> TRY IT
Only those lines in the data below from the line containing "batch per provider." through the line containing "for rate in", both included, should be restated word for word.

>>>>>

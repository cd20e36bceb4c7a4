use std::collections::{BTreeMap, BTreeSet};

use chrono::{DateTime, Utc};

use crate::errors::CoreError;
use crate::models::account::Account;
use crate::models::asset_type::AssetType;
use crate::models::quote::{forex_pair, AssetQuote, ForexRate, ForexRates, QuoteCache};
use crate::providers::registry::QuoteProviderRegistry;
use crate::util::floating::fix_rounding_error;

/// Outcome of a quote refresh over all accounts.
#[derive(Debug, Clone, Default, PartialEq)]
pub struct QuoteRefresh {
    /// Assets whose current price changed.
    pub updated: usize,
    /// Symbols that no provider could quote.
    pub unquoted: Vec<String>,
}

/// Fetches quotes and forex rates from the provider registry with a
/// timestamped cache in front.
///
/// Cache strategy:
/// - Entries younger than the timeout are served without a network call.
/// - Missing or expired pairs are fetched in one batch per provider.
/// - When every provider fails, expired forex rates are used as a fallback
///   so valuation keeps working offline.
pub struct QuoteService {
    registry: QuoteProviderRegistry,
}

impl QuoteService {
    pub fn new(registry: QuoteProviderRegistry) -> Self {
        Self { registry }
    }

    pub fn has_provider_for(&self, asset_type: AssetType) -> bool {
        !self.registry.get_providers_for(asset_type).is_empty()
    }

    /// Rates converting each of `currencies` into `base_currency`.
    pub async fn forex_rates(
        &self,
        cache: &mut QuoteCache,
        currencies: &BTreeSet<String>,
        base_currency: &str,
        now: DateTime<Utc>,
        timeout_secs: u64,
    ) -> Result<ForexRates, CoreError> {
        let mut rates = ForexRates::new(base_currency);
        let mut missing = Vec::new();

        for currency in currencies {
            if currency.eq_ignore_ascii_case(base_currency) {
                continue;
            }
            let pair = forex_pair(currency, base_currency);
            match cache.fresh_rate(&pair, now, timeout_secs) {
                Some(rate) => rates.insert(currency, rate),
                None => missing.push((currency.as_str(), pair)),
            }
        }
        if missing.is_empty() {
            return Ok(rates);
        }

        let pairs: Vec<String> = missing.iter().map(|(_, pair)| pair.clone()).collect();
        match self.fetch_forex(&pairs).await {
            Ok(fetched) => {
                for rate in fetched {
                    cache.set_rate(&rate.symbol, rate.price, now);
                }
            }
            Err(e) => {
                tracing::warn!(error = %e, pairs = missing.len(), "forex fetch failed, using cached rates");
            }
        }

        for (currency, pair) in &missing {
            match cache.any_rate(pair) {
                Some(rate) => rates.insert(currency, rate),
                None => {
                    return Err(CoreError::MissingForexRate {
                        currency: currency.to_uppercase(),
                    })
                }
            }
        }
        Ok(rates)
    }

    /// Try forex providers in registration order.
    async fn fetch_forex(&self, pairs: &[String]) -> Result<Vec<ForexRate>, CoreError> {
        let providers = self.registry.forex_providers();
        if providers.is_empty() {
            return Err(CoreError::NoProvider("forex".to_string()));
        }

        let mut last_error = None;
        for provider in &providers {
            match provider.get_forex_rates(pairs).await {
                Ok(rates) => {
                    let (valid, invalid): (Vec<_>, Vec<_>) = rates
                        .into_iter()
                        .partition(|r| r.price.is_finite() && r.price > 0.0);
                    for r in &invalid {
                        tracing::warn!(provider = provider.name(), pair = %r.symbol, price = r.price, "discarding invalid forex rate");
                    }
                    return Ok(valid);
                }
                Err(e) => {
                    tracing::debug!(provider = provider.name(), error = %e, "forex provider failed");
                    last_error = Some(e);
                }
            }
        }
        Err(last_error.unwrap_or_else(|| CoreError::NoProvider("forex".to_string())))
    }

    /// Update `current_price` on every tradeable asset that has a provider.
    ///
    /// Quotes flagged as percent prices are converted to a unit price using
    /// the bond's outstanding principal. A quote in a different currency
    /// than the asset is ignored.
    pub async fn refresh_asset_quotes(
        &self,
        cache: &mut QuoteCache,
        accounts: &mut [Account],
        now: DateTime<Utc>,
        timeout_secs: u64,
    ) -> Result<QuoteRefresh, CoreError> {
        let mut by_type: BTreeMap<AssetType, BTreeSet<String>> = BTreeMap::new();
        for asset in accounts.iter().flat_map(|a| a.assets.iter()) {
            if let Some(holding) = asset.holding() {
                if !holding.symbol.is_empty() && self.has_provider_for(asset.asset_type) {
                    by_type
                        .entry(asset.asset_type)
                        .or_default()
                        .insert(holding.symbol.clone());
                }
            }
        }

        let mut refresh = QuoteRefresh::default();
        for (asset_type, symbols) in by_type {
            let stale: Vec<String> = symbols
                .iter()
                .filter(|s| cache.fresh_quote(s, now, timeout_secs).is_none())
                .cloned()
                .collect();
            if stale.is_empty() {
                continue;
            }
            match self.fetch_quotes(&stale, asset_type).await {
                Ok(quotes) => {
                    for quote in quotes {
                        cache.set_quote(quote, now);
                    }
                }
                Err(e) => {
                    tracing::warn!(asset_type = %asset_type, error = %e, "quote fetch failed");
                }
            }
            refresh.unquoted.extend(
                stale
                    .into_iter()
                    .filter(|s| cache.fresh_quote(s, now, timeout_secs).is_none()),
            );
        }

        for asset in accounts.iter_mut().flat_map(|a| a.assets.iter_mut()) {
            let Some(symbol) = asset.holding().map(|h| h.symbol.clone()) else {
                continue;
            };
            let Some(quote) = cache.fresh_quote(&symbol, now, timeout_secs).cloned() else {
                continue;
            };
            if !quote.currency.is_empty() && !quote.currency.eq_ignore_ascii_case(&asset.currency) {
                tracing::warn!(%symbol, quote_currency = %quote.currency, asset_currency = %asset.currency, "quote currency mismatch, skipping");
                continue;
            }
            let price = unit_price(&quote, asset.bond_terms().map(|t| t.principal_amount));
            if let Some(holding) = asset.holding_mut() {
                if holding.current_price != price {
                    holding.current_price = price;
                    refresh.updated += 1;
                }
            }
        }

        tracing::info!(updated = refresh.updated, unquoted = refresh.unquoted.len(), "quotes refreshed");
        Ok(refresh)
    }

    async fn fetch_quotes(
        &self,
        symbols: &[String],
        asset_type: AssetType,
    ) -> Result<Vec<AssetQuote>, CoreError> {
        let providers = self.registry.get_providers_for(asset_type);
        if providers.is_empty() {
            return Err(CoreError::NoProvider(asset_type.to_string()));
        }

        let mut last_error = None;
        for provider in &providers {
            match provider.get_asset_quotes(symbols, asset_type).await {
                Ok(quotes) => {
                    return Ok(quotes
                        .into_iter()
                        .filter(|q| q.price.is_finite() && q.price >= 0.0)
                        .collect())
                }
                Err(e) => last_error = Some(e),
            }
        }
        Err(last_error.unwrap_or_else(|| CoreError::NoProvider(asset_type.to_string())))
    }
}

/// Price of one unit. Percent prices are relative to `principal`.
pub fn unit_price(quote: &AssetQuote, principal: Option<f64>) -> f64 {
    match (quote.percent_price, principal) {
        (true, Some(principal)) => fix_rounding_error(quote.price / 100.0 * principal),
        _ => quote.price,
    }
}
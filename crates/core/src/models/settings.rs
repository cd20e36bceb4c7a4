use serde::{Deserialize, Serialize};

use super::asset_type::AssetType;
use crate::errors::CoreError;

/// Target share of the portfolio for one asset type.
#[derive(Debug, Clone, PartialEq, Serialize, Deserialize)]
pub struct AllocationTarget {
    pub asset_type: AssetType,
    /// Fraction of total assets in `[0, 1]`.
    pub fraction: f64,
}

/// User-configurable portfolio settings.
#[derive(Debug, Clone, PartialEq, Serialize, Deserialize)]
#[serde(default)]
pub struct PortfolioConfig {
    /// Currency all totals are reported in (e.g., "PLN", "USD", "EUR").
    pub base_currency: String,

    /// Desired allocation used for rebalancing.
    pub target_allocation: Vec<AllocationTarget>,

    /// Annual withdrawal rate for the safe-withdrawal figure (0.04 = 4%).
    pub withdrawal_rate: f64,

    /// Share of assets a lender would accept as collateral.
    pub loan_to_value_ratio: f64,

    /// Quotes and forex rates younger than this are served from cache.
    pub quote_cache_timeout_secs: u64,
}

impl Default for PortfolioConfig {
    fn default() -> Self {
        Self {
            base_currency: "USD".to_string(),
            target_allocation: Vec::new(),
            withdrawal_rate: 0.04,
            loan_to_value_ratio: 0.5,
            quote_cache_timeout_secs: 3600,
        }
    }
}

impl PortfolioConfig {
    /// Parse from JSON; missing fields take their defaults.
    pub fn from_json(json: &str) -> Result<Self, CoreError> {
        let mut config: PortfolioConfig = serde_json::from_str(json)?;
        config.base_currency = config.base_currency.to_uppercase();
        config.validate()?;
        Ok(config)
    }

    pub fn validate(&self) -> Result<(), CoreError> {
        if self.base_currency.len() != 3 || !self.base_currency.chars().all(|c| c.is_ascii_alphabetic()) {
            return Err(CoreError::ValidationError(format!(
                "Base currency '{}' is not a 3-letter ISO code",
                self.base_currency
            )));
        }
        if let Some(bad) = self
            .target_allocation
            .iter()
            .find(|t| !(0.0..=1.0).contains(&t.fraction))
        {
            return Err(CoreError::ValidationError(format!(
                "Target allocation for {} must be within [0, 1], got {}",
                bad.asset_type, bad.fraction
            )));
        }
        let total: f64 = self.target_allocation.iter().map(|t| t.fraction).sum();
        if total > 1.0 + 1e-9 {
            return Err(CoreError::ValidationError(format!(
                "Target allocation sums to {total}, more than 100%"
            )));
        }
        if !(0.0..=1.0).contains(&self.withdrawal_rate) {
            return Err(CoreError::ValidationError(format!(
                "Withdrawal rate must be within [0, 1], got {}",
                self.withdrawal_rate
            )));
        }
        if !(0.0..=1.0).contains(&self.loan_to_value_ratio) {
            return Err(CoreError::ValidationError(format!(
                "Loan-to-value ratio must be within [0, 1], got {}",
                self.loan_to_value_ratio
            )));
        }
        if self.quote_cache_timeout_secs == 0 {
            return Err(CoreError::ValidationError(
                "Quote cache timeout must be positive".into(),
            ));
        }
        Ok(())
    }

    pub fn target_for(&self, asset_type: AssetType) -> Option<f64> {
        self.target_allocation
            .iter()
            .find(|t| t.asset_type == asset_type)
            .map(|t| t.fraction)
    }
}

<<<<<

> WRITTEN ANSWER
/// - Missing or expired pairs are fetched in one batch per provider.
/// - When every provider fails, expired forex rates are used as a fallback
///   so valuation keeps working offline.
pub struct QuoteService {
    registry: QuoteProviderRegistry,
}

impl QuoteService {
    pub fn new(registry: QuoteProviderRegistry) -> Self {
        Self { registry }
    }

    pub fn has_provider_for(&self, asset_type: AssetType) -> bool {
        !self.registry.get_providers_for(asset_type).is_empty()
    }

    /// Rates converting each of `currencies` into `base_currency`.
    pub async fn forex_rates(
        &self,
        cache: &mut QuoteCache,
        currencies: &BTreeSet<String>,
        base_currency: &str,
        now: DateTime<Utc>,
        timeout_secs: u64,
    ) -> Result<ForexRates, CoreError> {
        let mut rates = ForexRates::new(base_currency);
        let mut missing = Vec::new();

        for currency in currencies {
            if currency.eq_ignore_ascii_case(base_currency) {
                continue;
            }
            let pair = forex_pair(currency, base_currency);
            match cache.fresh_rate(&pair, now, timeout_secs) {
                Some(rate) => rates.insert(currency, rate),
                None => missing.push((currency.as_str(), pair)),
            }
        }
        if missing.is_empty() {
            return Ok(rates);
        }

        let pairs: Vec<String> = missing.iter().map(|(_, pair)| pair.clone()).collect();
        match self.fetch_forex(&pairs).await {
            Ok(fetched) => {
                for rate in fetched {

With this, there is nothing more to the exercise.